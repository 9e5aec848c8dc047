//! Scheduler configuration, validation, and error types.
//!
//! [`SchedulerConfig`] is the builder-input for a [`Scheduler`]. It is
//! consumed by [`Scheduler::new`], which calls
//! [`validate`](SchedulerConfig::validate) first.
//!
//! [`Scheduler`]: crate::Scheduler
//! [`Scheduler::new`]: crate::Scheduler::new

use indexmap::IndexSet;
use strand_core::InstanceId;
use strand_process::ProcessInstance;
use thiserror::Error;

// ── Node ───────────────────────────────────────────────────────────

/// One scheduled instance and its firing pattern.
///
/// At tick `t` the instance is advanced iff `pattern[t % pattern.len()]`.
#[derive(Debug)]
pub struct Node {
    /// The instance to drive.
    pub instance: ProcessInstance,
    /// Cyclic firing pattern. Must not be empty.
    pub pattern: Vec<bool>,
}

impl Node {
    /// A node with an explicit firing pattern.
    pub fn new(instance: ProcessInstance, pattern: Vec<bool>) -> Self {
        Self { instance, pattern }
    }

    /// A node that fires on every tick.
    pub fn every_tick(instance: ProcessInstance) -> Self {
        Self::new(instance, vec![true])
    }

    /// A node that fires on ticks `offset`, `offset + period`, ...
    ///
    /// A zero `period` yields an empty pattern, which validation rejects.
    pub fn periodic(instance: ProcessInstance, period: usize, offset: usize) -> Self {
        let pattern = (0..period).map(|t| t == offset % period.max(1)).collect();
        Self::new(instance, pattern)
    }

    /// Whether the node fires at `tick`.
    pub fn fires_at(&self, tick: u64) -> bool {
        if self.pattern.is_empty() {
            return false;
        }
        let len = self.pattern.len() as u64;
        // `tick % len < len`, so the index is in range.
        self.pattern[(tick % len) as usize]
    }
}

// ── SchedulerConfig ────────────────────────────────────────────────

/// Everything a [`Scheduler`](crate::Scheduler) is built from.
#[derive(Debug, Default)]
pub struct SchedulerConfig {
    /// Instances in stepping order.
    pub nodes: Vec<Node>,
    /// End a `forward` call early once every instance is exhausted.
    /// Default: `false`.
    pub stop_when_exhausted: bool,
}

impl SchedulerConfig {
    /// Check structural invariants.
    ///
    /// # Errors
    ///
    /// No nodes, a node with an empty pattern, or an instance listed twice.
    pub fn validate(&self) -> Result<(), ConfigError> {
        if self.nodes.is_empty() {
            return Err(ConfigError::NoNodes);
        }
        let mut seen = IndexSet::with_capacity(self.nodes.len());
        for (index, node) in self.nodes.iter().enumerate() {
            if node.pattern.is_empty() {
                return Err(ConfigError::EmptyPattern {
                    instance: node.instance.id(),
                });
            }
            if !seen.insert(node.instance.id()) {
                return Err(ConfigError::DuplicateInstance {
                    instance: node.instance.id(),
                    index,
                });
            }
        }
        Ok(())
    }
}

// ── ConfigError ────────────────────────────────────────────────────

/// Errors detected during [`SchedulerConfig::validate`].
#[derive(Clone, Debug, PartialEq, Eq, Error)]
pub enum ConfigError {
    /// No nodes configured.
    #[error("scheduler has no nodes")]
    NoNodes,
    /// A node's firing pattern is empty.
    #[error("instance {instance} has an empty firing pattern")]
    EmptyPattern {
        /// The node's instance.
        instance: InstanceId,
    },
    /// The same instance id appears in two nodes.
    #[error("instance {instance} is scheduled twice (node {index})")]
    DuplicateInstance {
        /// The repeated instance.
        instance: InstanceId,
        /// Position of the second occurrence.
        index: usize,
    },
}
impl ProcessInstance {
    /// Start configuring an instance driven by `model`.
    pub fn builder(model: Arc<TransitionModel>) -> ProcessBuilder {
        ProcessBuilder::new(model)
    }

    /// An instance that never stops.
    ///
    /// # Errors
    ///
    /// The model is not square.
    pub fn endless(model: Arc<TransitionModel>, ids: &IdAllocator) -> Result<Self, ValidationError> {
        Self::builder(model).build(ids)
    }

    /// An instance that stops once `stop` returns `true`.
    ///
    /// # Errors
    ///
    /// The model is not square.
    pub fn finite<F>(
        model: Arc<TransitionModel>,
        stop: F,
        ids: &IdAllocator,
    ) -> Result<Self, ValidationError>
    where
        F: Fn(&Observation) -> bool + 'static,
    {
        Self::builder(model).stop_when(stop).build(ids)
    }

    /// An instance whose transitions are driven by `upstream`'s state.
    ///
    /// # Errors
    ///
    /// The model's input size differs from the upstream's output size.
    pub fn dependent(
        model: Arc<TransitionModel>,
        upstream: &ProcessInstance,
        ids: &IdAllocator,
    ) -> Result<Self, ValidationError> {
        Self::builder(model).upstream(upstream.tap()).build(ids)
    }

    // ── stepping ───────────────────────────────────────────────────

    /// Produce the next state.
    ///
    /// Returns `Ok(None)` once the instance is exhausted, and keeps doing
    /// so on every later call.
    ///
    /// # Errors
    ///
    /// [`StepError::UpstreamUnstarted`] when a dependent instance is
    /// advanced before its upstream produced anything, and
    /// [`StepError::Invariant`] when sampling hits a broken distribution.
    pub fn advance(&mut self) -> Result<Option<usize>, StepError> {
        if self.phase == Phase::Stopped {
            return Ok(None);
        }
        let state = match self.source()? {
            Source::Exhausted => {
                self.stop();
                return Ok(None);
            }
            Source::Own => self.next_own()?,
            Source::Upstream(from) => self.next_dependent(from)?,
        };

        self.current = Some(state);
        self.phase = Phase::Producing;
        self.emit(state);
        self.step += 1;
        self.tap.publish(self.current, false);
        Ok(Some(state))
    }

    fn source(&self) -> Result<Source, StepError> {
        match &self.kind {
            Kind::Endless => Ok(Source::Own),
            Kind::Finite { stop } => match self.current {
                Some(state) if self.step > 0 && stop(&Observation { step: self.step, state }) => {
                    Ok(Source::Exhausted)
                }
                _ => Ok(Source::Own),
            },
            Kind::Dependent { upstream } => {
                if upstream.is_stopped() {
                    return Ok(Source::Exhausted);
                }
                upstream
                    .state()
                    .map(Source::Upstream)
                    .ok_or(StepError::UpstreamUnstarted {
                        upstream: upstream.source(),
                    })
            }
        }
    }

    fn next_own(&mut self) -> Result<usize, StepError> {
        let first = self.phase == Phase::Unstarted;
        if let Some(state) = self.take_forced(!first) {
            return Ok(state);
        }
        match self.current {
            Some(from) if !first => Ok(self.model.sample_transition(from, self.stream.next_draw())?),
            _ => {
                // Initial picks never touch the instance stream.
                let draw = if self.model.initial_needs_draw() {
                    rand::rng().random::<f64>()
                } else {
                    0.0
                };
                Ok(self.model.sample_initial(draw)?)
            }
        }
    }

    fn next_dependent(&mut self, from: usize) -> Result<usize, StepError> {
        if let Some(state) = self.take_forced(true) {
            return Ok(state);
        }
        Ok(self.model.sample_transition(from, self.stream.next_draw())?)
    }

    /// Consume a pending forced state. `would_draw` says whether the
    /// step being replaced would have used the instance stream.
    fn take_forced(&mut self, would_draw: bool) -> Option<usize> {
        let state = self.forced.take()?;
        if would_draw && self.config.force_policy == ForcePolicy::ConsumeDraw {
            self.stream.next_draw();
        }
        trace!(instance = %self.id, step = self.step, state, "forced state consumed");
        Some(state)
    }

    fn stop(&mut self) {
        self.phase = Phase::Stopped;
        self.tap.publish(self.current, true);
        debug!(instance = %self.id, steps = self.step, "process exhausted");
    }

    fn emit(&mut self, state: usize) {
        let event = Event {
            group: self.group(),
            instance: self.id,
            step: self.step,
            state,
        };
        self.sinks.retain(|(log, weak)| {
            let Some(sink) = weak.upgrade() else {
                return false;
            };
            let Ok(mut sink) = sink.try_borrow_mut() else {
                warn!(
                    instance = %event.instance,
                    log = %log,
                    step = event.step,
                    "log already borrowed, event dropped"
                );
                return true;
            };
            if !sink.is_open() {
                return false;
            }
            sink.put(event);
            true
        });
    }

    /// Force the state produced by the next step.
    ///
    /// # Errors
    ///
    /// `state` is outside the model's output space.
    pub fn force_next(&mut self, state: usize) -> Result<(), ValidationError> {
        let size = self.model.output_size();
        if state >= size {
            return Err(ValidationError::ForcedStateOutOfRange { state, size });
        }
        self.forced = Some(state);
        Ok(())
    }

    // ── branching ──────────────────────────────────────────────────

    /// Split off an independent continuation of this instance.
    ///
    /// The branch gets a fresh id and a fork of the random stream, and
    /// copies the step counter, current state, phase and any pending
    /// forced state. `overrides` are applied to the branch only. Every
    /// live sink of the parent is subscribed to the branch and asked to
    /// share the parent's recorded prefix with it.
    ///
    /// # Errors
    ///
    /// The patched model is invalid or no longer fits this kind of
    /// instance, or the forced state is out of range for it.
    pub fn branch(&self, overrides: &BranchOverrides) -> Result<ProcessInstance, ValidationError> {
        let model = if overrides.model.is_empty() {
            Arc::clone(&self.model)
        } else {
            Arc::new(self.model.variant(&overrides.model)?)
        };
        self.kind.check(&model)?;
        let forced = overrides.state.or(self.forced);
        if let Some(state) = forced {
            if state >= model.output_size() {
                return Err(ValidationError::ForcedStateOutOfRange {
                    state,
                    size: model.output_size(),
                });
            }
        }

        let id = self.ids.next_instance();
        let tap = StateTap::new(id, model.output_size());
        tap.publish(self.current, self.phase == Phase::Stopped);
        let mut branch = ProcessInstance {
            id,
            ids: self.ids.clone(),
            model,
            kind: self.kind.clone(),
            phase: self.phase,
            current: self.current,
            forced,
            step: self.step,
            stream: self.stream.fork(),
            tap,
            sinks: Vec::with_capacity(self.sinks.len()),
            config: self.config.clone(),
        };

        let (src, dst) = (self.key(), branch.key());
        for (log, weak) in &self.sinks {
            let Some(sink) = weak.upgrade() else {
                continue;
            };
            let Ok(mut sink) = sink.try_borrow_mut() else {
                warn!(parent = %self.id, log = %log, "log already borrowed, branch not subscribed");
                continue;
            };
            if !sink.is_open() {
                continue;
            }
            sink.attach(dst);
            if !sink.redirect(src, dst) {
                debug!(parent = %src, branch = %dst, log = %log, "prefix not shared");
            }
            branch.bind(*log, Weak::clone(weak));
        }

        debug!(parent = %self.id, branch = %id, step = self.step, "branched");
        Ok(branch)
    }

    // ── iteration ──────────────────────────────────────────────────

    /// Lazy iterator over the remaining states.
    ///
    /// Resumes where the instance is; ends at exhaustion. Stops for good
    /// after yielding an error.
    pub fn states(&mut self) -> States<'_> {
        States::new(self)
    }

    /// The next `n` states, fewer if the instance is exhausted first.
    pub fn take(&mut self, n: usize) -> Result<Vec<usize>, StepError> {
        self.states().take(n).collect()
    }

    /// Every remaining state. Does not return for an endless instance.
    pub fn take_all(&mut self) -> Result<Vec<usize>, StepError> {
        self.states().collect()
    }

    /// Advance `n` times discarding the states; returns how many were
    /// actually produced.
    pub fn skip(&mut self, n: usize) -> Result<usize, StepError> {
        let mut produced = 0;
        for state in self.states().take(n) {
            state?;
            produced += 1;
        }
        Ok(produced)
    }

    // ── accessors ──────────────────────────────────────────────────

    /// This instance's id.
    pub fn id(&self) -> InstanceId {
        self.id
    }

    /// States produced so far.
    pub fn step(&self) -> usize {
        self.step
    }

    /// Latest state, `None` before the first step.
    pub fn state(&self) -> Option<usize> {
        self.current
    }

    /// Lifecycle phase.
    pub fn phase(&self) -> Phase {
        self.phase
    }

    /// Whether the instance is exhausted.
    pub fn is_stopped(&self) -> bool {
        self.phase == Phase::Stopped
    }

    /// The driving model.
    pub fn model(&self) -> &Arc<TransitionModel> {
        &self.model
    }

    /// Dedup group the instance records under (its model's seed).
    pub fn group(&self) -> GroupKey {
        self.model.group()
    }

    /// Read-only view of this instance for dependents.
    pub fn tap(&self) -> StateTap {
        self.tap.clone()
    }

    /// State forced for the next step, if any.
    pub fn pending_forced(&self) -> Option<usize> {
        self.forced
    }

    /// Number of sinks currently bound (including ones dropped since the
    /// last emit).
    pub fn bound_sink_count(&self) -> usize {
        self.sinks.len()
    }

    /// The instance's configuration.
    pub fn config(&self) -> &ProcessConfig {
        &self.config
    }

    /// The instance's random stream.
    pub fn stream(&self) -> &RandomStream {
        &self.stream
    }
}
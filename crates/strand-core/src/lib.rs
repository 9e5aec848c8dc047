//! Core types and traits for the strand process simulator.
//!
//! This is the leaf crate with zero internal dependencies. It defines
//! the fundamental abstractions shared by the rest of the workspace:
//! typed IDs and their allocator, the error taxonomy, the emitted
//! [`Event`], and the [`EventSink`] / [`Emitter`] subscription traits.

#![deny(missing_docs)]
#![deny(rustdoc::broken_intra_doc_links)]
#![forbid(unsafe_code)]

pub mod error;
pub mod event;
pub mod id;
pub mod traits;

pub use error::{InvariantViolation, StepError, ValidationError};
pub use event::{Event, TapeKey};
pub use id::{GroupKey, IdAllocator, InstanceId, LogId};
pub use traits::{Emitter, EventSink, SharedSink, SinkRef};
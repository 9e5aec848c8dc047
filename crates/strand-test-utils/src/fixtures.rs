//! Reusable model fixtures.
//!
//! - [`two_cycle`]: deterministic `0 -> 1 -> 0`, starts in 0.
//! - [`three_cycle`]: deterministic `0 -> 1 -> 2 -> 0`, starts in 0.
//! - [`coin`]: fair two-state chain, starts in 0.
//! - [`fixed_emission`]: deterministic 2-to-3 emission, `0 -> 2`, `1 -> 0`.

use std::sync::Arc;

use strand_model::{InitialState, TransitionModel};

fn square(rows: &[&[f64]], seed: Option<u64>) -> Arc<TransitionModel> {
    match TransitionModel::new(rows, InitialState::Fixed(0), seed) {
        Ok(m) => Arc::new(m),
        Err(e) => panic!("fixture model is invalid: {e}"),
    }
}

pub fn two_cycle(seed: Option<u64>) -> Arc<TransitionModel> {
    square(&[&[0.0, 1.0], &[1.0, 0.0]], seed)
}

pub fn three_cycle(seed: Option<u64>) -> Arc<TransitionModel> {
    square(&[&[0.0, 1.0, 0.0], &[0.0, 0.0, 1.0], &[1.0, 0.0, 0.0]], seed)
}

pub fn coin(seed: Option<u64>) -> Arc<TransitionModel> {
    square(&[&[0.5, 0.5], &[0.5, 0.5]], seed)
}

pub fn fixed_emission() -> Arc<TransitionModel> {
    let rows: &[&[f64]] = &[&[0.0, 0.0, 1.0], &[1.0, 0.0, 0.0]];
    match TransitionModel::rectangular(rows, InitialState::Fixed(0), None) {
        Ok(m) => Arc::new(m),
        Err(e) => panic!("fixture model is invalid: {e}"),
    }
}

=====

__TASK TO CARRY OUT__. Restate the material word for word, but only from its first line through the line containing "explicit firing pattern.".

__OUTPUT FOR THIS EXERCISE__.
repository 9e5aec848c8dc047
//! Scheduler configuration, validation, and error types.
//!
//! [`SchedulerConfig`] is the builder-input for a [`Scheduler`]. It is
//! consumed by [`Scheduler::new`], which calls
//! [`validate`](SchedulerConfig::validate) first.
//!
//! [`Scheduler`]: crate::Scheduler
//! [`Scheduler::new`]: crate::Scheduler::new

use indexmap::IndexSet;
use strand_core::InstanceId;
use strand_process::ProcessInstance;
use thiserror::Error;

// ── Node ───────────────────────────────────────────────────────────

/// One scheduled instance and its firing pattern.
///
/// At tick `t` the instance is advanced iff `pattern[t % pattern.len()]`.
#[derive(Debug)]
pub struct Node {
    /// The instance to drive.
    pub instance: ProcessInstance,
    /// Cyclic firing pattern. Must not be empty.
    pub pattern: Vec<bool>,
}

impl Node {
    /// A node with an explicit firing pattern.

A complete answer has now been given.